Proponents, however, believe that reducing corporate tax from 27% to 15% could produce an additional $2 trillion to our already massive national debt. Proponents also believe that a lower tax structure within increased profits to corporations would not necessarily create new jobs, rather it would create additional investments as well as buybacks of stocks.

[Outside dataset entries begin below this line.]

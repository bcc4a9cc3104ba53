//! On-disk configuration: maps workdirs to servers and stores user-defined
//! command aliases.

use std::collections::BTreeMap;
use std::fs;
use std::path::{Path, PathBuf};

use anyhow::{Context, Result};
use serde::{Deserialize, Serialize};

pub const BO_VERSION: &str = "v0.1.0";

/// One server a workdir can sync to.
#[derive(Debug, Clone, Serialize, Deserialize)]
pub struct WorkspaceConfig {
    pub host: String,
    pub port: u16,
    pub target_dir: String,
    pub cache_path: String,
}

/// Everything known about a single configured workdir.
#[derive(Debug, Clone, Default, Serialize, Deserialize)]
pub struct WorkdirConfig {
    #[serde(default)]
    pub servers: BTreeMap<String, WorkspaceConfig>,
    #[serde(default)]
    pub commands: BTreeMap<String, Vec<String>>,
}

/// The whole `$HOME/.bo-by-sea5kg/config.yml` document.
#[derive(Debug, Clone, Serialize, Deserialize)]
pub struct BoConfig {
    pub bo_version: String,
    #[serde(default)]
    pub workdirs: BTreeMap<String, WorkdirConfig>,
}

impl Default for BoConfig {
    fn default() -> Self {
        Self {
            bo_version: BO_VERSION.to_string(),
            workdirs: BTreeMap::new(),
        }
    }
}

/// `$HOME/.bo-by-sea5kg` — created on first use.
pub fn home_config_dir() -> Result<PathBuf> {
    let expanded = shellexpand::tilde("~/.bo-by-sea5kg");
    Ok(PathBuf::from(expanded.into_owned()))
}

pub fn config_file_path() -> Result<PathBuf> {
    Ok(home_config_dir()?.join("config.yml"))
}

impl BoConfig {
    /// Load the config, creating the home directory and an empty config on
    /// first run. A malformed file is a fatal error.
    pub fn load() -> Result<Self> {
        let dir = home_config_dir()?;
        if !dir.is_dir() {
            fs::create_dir_all(&dir)
                .with_context(|| format!("creating {}", dir.display()))?;
        }
        let path = config_file_path()?;
        if !path.is_file() {
            let cfg = Self::default();
            cfg.save()?;
            return Ok(cfg);
        }
        let data = fs::read_to_string(&path)
            .with_context(|| format!("reading config {}", path.display()))?;
        let mut cfg: Self = serde_yaml::from_str(&data)
            .with_context(|| format!("parsing config {}", path.display()))?;
        cfg.bo_version = BO_VERSION.to_string();
        Ok(cfg)
    }

    pub fn save(&self) -> Result<()> {
        let path = config_file_path()?;
        let yaml = serde_yaml::to_string(self)?;
        fs::write(&path, yaml).with_context(|| format!("writing config {}", path.display()))
    }

    /// Deterministic cache path for `(workdir, target_dir, host)`, matching
    /// `md5(workdir|target_dir|host)`.
    pub fn cache_path_for(&self, workdir: &str, target_dir: &str, host: &str) -> Result<PathBuf> {
        let key = format!("{workdir}|{target_dir}|{host}");
        let digest = {
            let mut ctx = md5::Context::new();
            ctx.consume(key.as_bytes());
            format!("{:x}", ctx.compute())
        };
        Ok(home_config_dir()?.join(format!("{digest}.yml")))
    }

    /// Find the configured workdir that is `current_dir` or one of its
    /// ancestors, the way the CLI resolves "am I inside a known workdir".
    pub fn find_workdir<'a>(&'a self, current_dir: &Path) -> Option<(&'a str, &'a WorkdirConfig)> {
        let mut candidate = current_dir.to_path_buf();
        loop {
            let key = candidate.to_string_lossy();
            if let Some((k, v)) = self.workdirs.get_key_value(key.as_ref()) {
                return Some((k.as_str(), v));
            }
            if !candidate.pop() {
                return None;
            }
        }
    }
}

#[cfg(test)]
mod tests {
    use super::*;

    #[test]
    fn cache_path_is_deterministic() {
        let cfg = BoConfig::default();
        let a = cfg.cache_path_for("/home/u/proj", "/srv/app", "example.com").unwrap();
        let b = cfg.cache_path_for("/home/u/proj", "/srv/app", "example.com").unwrap();
        assert_eq!(a, b);
    }

    #[test]
    fn cache_path_differs_for_different_tuples() {
        let cfg = BoConfig::default();
        let a = cfg.cache_path_for("/home/u/proj", "/srv/app", "example.com").unwrap();
        let b = cfg.cache_path_for("/home/u/proj", "/srv/other", "example.com").unwrap();
        assert_ne!(a, b);
    }
}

The key is that the net result of such a dramatic proposal will not be known for years. As such, we could be digging ourselves deeper into debt and, over time, creating havoc upon our ability to fund government projects. On the other hand, if proponents of this proposal are correct, the lost revenue would be made up as GDP grew with the additional revenue being taxed at a lower rate and effectively making up the differential created by a tax reduction.

There is no doubt that this proposal and its core principles are just an opening salvo to be presented to Congress as a cornerstone of a new tax reduction bill. Since Congress is still extremely polarized, any finalized bill must please the opposing factions, which could be as hard to pass as building a field of dreams.